On my way out, Brent shot me a glance that let me know I'd made the right move, and alpha-girl shot me a look that let me know that, if I'd had the inclination, I could have easily gone to jail. I nodded curtly at both of them, avoiding the temptation to say something. Part of me remembered their world fondly — when drinking wasn't a monkey on a back but an adventure to be uncovered; when sex was both foreign and yet lurking around every corner; when bothering other people while they ate wasn't a concept that existed yet.

Another part of me remembered the first time I uncovered the end of that grand drinking adventure, and wound up puking up stomach lining on the floor of my bathroom at three in the morning; a time when sex was fumbling and unfulfilling, little more than a tit grab and a few desperate, confused thrusts; a time when, it now occurs to me, I probably acted exactly like these idiots and didn't even know. Looking at Brent now, puffing out his salllow chest and covered in polyester Radio Shack uniform and acne, I realized that youth was a beautiful curse we should all experience. Once.

I put my hands in my pockets and went back to work, hoping I didn't actually smell like pot.

Posted by jay pinkerton at 07:21 AM | Comments (41)

November 29, 2004

Leftovers

Hi, everyone. Hope you had a great Thanksgiving. In the spirit of the turkey sandwich you no doubt have packed in your lunch today, I present some leftovers for you — a piece I wrote months ago but never posted, entitled "82 Reasons To Empathize with Your Government."

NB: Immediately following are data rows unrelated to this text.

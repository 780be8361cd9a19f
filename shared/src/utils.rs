//! Utility functions and helpers

use sha2::{Digest, Sha256};

/// Pseudonymize a visitor IP as `hex(SHA-256(salt || ip))`.
///
/// The digest cannot be mapped back to the address without the salt.
pub fn hash_visitor_ip(salt: &str, ip: &str) -> String {
    let mut hasher = Sha256::new();
    hasher.update(salt.as_bytes());
    hasher.update(ip.as_bytes());
    hex::encode(hasher.finalize())
}

/// Short prefix of a hash, safe to put in log lines.
pub fn short_hash(hash: &str) -> &str {
    &hash[..hash.len().min(8)]
}
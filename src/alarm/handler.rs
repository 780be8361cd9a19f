//! SNS boundary for the alarm notifier.

use aws_lambda_events::event::sns::SnsEvent;
use lambda_runtime::{Error, LambdaEvent};
use serde::{Deserialize, Serialize};
use tracing::{error, info};

use super::event::{sns_messages, AlarmNotification};
use super::format::render_message;
use super::slack::{post_to_slack, SlackMessage};
use crate::state::AppState;

pub const SUCCESS_BODY: &str = "Message was sent to Slack";

#[derive(Debug, Clone, PartialEq, Eq, Serialize, Deserialize)]
pub struct NotifierResponse {
    #[serde(rename = "statusCode")]
    pub status_code: u16,
    pub body: String,
}

impl NotifierResponse {
    pub fn sent() -> Self {
        Self {
            status_code: 200,
            body: SUCCESS_BODY.to_string(),
        }
    }
}

/// Forward every alarm in the envelope to Slack.
///
/// All messages are parsed and rendered before the webhook secret is
/// fetched or anything is posted. Returns the number of messages sent.
pub async fn notify_alarms(state: &AppState, event: &SnsEvent) -> shared::Result<usize> {
    let tz = state.config.alarm.tz()?;

    let alarms = sns_messages(event)?
        .into_iter()
        .map(AlarmNotification::from_message)
        .collect::<shared::Result<Vec<_>>>()?;
    let texts = alarms
        .iter()
        .map(|alarm| render_message(alarm, tz))
        .collect::<shared::Result<Vec<_>>>()?;

    let webhook_url = state
        .secrets
        .resolve(&state.config.alarm.slack_webhook_parameter)
        .await?;

    for (alarm, text) in alarms.iter().zip(&texts) {
        let message = SlackMessage {
            text,
            icon_emoji: &state.config.alarm.icon_emoji,
        };
        post_to_slack(&state.http_client, &webhook_url, &message).await?;

        info!(
            alarm_name = alarm.alarm_name(),
            alarm_state = alarm.state(),
            "🚨 alarm forwarded"
        );
    }

    Ok(texts.len())
}

pub async fn function_handler(
    state: &AppState,
    event: LambdaEvent<SnsEvent>,
) -> Result<NotifierResponse, Error> {
    match notify_alarms(state, &event.payload).await {
        Ok(_) => Ok(NotifierResponse::sent()),
        Err(e) => {
            // Surfaced to the runtime so the function's own error metric fires.
            error!(
                request_id = %event.context.request_id,
                error_code = e.error_code(),
                error = %e,
                "alarm notification failed"
            );
            Err(e.into())
        }
    }
}
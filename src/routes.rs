//! Router for the local dev server.
//!
//! Mirrors the deployed API: the frontend reads the count with GET and
//! registers a visit with POST, and both go through the same counting logic.

use aws_lambda_events::event::sns::SnsEvent;
use axum::{
    extract::{ConnectInfo, State},
    http::{header, Method},
    middleware as axum_middleware,
    response::Json,
    routing::{get, post},
    Router,
};
use serde::{Deserialize, Serialize};
use shared::AppError;
use std::net::SocketAddr;
use std::sync::Arc;
use std::sync::OnceLock;
use std::time::Instant;
use tower_http::cors::{Any, CorsLayer};
use tower_http::trace::TraceLayer;

use crate::alarm::{notify_alarms, NotifierResponse};
use crate::observability::request_log_middleware;
use crate::state::AppState;
use crate::visitor::{count_visit, VisitorCountResponse};

static START_TIME: OnceLock<Instant> = OnceLock::new();

#[derive(Debug, Serialize, Deserialize)]
pub struct HealthResponse {
    pub status: String,
    pub version: String,
    pub uptime_seconds: u64,
}

pub fn get_cors_layer() -> CorsLayer {
    CorsLayer::new()
        .allow_origin(Any)
        .allow_methods([Method::GET, Method::POST])
        .allow_headers([header::CONTENT_TYPE])
}

pub fn create_dev_router(app_state: Arc<AppState>) -> Router {
    START_TIME.get_or_init(Instant::now);

    Router::new()
        .route("/visitor", get(visitor_count).post(visitor_count))
        .route("/alarm", post(forward_alarm))
        .route("/health", get(health))
        .with_state(app_state)
        .layer(axum_middleware::from_fn(request_log_middleware))
        .layer(TraceLayer::new_for_http())
        .layer(get_cors_layer())
}

async fn visitor_count(
    State(state): State<Arc<AppState>>,
    ConnectInfo(peer): ConnectInfo<SocketAddr>,
) -> Result<Json<VisitorCountResponse>, AppError> {
    let outcome = count_visit(
        state.secrets.as_ref(),
        state.visitors.as_ref(),
        &state.config.visitor.ip_salt_parameter,
        &peer.ip().to_string(),
    )
    .await?;

    Ok(Json(outcome.into()))
}

async fn forward_alarm(
    State(state): State<Arc<AppState>>,
    Json(event): Json<SnsEvent>,
) -> Result<Json<NotifierResponse>, AppError> {
    notify_alarms(&state, &event).await?;
    Ok(Json(NotifierResponse::sent()))
}

async fn health() -> Json<HealthResponse> {
    let uptime_seconds = START_TIME
        .get()
        .map(|start| start.elapsed().as_secs())
        .unwrap_or_default();

    Json(HealthResponse {
        status: "ok".to_string(),
        version: env!("CARGO_PKG_VERSION").to_string(),
        uptime_seconds,
    })
}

Carol Burnett said that "Comedy is tragedy plus time." I think that's why I never really got behind this one enough to show it around. I'd scribbled it on a legal pad while I was waiting in a government office, and the entire thing lacks distance. I wasn't giving the tragedy enough time to mellow in my brain and become funny to me. Also, at 2500 words, it was sorta long. So I shitcanned it.

Still, it has some funny bits in it. And writing it did get me through a boring afternoon in a government office. And recording everything around me in real-time was an interesting experiment.

So what the fuck. Here it is months later, edited and re-written a bit, but essentially little changed from my original scrawled notes. Hope you like it.




82 Reasons To Empathize with Your Government


“Forty-three? Forty-three?”

This is a bad number to hear when you’re holding a ticket stub with an 82 on it. It’s an even worse number if you’ve ducked out for a half hour, and when you left they’d been calling 39. Under these circumstances, 43 takes on an ominous significance greater than its sum—one that tells you to get comfortable, as you won’t be going anywhere for quite some time.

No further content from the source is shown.